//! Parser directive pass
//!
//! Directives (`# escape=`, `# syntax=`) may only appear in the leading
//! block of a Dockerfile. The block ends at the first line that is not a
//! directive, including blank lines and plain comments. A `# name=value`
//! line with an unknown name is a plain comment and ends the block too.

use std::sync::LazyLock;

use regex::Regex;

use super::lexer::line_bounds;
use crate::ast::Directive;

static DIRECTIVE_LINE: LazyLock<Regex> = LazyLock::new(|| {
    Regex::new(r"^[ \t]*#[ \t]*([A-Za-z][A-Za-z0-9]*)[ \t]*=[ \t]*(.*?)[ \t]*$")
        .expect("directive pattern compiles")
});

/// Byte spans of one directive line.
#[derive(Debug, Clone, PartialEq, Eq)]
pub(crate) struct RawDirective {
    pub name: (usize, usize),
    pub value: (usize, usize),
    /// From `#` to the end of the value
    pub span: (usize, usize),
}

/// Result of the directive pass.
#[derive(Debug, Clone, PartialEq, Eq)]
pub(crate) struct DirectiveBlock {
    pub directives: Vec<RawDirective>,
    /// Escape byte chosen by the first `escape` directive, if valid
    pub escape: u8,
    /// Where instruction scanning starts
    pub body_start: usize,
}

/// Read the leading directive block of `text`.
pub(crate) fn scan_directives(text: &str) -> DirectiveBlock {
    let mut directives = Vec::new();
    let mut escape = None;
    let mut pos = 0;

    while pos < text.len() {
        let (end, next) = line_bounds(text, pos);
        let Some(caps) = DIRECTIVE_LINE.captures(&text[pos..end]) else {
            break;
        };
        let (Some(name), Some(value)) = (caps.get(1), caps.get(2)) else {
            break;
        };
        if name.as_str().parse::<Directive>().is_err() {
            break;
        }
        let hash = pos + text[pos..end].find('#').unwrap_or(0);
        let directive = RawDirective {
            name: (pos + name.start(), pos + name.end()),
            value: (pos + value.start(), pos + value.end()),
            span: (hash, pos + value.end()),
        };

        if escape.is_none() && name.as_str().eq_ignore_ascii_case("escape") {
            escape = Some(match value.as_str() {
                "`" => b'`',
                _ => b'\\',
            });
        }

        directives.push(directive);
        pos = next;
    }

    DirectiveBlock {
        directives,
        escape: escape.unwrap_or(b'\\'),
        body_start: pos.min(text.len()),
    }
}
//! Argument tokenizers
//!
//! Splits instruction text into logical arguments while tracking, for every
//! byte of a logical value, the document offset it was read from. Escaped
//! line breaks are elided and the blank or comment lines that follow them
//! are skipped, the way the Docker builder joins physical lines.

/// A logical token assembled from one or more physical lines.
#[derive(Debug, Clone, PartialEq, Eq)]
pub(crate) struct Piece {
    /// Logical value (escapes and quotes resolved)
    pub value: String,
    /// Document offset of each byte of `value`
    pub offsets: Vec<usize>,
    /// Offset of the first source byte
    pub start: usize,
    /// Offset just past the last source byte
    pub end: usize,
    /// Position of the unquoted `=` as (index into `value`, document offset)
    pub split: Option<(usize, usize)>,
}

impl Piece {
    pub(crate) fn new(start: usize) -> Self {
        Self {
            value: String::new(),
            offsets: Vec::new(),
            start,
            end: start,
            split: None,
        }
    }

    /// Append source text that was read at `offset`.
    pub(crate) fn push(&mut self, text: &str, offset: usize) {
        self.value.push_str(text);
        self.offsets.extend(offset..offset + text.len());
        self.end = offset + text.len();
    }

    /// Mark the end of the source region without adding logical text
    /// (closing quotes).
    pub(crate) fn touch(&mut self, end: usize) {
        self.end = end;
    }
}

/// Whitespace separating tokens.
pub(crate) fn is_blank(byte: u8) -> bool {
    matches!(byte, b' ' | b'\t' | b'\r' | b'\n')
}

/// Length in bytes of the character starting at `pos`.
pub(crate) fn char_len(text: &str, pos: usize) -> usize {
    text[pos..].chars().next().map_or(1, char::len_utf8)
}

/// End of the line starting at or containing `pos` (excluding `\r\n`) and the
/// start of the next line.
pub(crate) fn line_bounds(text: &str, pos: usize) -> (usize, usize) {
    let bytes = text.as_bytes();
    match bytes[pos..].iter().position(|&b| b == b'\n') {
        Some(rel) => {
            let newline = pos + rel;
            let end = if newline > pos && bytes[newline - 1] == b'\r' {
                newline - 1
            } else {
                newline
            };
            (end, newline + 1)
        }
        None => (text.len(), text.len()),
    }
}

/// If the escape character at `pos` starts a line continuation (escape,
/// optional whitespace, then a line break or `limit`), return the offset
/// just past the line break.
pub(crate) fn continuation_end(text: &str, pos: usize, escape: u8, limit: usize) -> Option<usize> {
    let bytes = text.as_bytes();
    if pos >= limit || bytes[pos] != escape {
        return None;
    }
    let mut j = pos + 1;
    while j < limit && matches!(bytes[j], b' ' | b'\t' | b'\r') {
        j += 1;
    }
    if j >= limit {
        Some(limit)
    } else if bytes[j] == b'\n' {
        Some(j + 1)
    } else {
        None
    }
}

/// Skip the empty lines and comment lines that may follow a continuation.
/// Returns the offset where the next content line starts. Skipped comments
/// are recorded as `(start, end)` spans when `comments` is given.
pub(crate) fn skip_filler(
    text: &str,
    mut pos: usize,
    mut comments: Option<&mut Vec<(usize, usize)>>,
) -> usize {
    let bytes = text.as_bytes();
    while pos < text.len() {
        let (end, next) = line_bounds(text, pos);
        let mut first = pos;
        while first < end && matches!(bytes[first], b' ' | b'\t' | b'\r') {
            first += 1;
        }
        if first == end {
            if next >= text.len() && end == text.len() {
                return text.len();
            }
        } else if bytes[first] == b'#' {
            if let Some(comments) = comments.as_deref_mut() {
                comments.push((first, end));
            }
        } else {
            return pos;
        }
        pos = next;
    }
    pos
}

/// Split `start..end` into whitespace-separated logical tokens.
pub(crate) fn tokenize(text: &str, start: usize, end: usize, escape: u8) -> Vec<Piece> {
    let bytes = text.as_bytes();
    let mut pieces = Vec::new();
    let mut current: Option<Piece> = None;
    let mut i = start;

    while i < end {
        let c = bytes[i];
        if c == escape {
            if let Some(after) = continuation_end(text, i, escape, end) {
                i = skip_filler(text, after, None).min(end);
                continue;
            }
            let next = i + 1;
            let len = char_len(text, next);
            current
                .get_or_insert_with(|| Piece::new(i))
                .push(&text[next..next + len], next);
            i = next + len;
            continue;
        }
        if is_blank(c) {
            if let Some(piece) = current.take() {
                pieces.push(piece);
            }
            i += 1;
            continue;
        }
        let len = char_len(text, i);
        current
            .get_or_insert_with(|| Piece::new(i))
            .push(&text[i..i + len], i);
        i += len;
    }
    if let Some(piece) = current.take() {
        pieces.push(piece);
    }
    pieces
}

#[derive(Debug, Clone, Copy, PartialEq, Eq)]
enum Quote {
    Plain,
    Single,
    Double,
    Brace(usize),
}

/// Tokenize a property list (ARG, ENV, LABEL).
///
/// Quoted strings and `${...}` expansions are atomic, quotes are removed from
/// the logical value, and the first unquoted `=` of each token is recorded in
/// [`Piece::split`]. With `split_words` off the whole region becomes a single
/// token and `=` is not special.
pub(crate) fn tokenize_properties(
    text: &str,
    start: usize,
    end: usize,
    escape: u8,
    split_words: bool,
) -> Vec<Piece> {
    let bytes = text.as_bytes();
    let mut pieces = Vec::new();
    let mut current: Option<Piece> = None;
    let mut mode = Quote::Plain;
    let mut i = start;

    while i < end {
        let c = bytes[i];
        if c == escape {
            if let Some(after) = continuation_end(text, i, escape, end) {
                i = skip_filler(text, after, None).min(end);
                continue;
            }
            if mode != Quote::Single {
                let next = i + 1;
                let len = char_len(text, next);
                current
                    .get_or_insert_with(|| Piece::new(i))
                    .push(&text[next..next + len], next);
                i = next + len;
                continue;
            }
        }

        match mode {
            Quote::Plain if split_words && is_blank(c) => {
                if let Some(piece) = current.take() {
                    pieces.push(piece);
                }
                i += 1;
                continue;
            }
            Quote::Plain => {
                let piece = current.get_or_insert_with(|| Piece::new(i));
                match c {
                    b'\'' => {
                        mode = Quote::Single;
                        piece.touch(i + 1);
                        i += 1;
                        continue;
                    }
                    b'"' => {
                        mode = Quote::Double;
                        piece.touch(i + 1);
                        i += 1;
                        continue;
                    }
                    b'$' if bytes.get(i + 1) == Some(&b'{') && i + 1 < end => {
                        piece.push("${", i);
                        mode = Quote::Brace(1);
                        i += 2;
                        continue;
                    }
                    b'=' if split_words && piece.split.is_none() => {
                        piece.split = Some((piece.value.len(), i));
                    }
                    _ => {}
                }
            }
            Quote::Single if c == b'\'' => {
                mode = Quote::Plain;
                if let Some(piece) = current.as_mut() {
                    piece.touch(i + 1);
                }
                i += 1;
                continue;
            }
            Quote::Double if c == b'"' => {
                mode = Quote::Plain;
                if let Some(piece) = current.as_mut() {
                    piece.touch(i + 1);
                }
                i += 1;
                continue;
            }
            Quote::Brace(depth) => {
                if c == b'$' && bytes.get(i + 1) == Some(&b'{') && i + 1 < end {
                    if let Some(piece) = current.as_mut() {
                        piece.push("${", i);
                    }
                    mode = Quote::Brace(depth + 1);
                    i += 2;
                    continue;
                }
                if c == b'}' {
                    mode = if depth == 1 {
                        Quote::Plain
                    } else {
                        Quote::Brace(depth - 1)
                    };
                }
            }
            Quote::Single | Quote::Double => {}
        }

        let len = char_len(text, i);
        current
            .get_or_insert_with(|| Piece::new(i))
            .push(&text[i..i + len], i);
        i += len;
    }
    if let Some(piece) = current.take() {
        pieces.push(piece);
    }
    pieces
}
+--
> Assignment: Take the listing from its first line to the line containing "static DIRECTIVE_LINE: LazyLock<Regex>". Reproduce those lines exactly and nothing else.

> Response:
//! Parser directive pass
//!
//! Directives (`# escape=`, `# syntax=`) may only appear in the leading
//! block of a Dockerfile. The block ends at the first line that is not a
//! directive, including blank lines and plain comments. A `# name=value`
//! line with an unknown name is a plain comment and ends the block too.

use std::sync::LazyLock;

use regex::Regex;

use super::lexer::line_bounds;
use crate::ast::Directive;

static DIRECTIVE_LINE: LazyLock<Regex> = LazyLock::new(|| {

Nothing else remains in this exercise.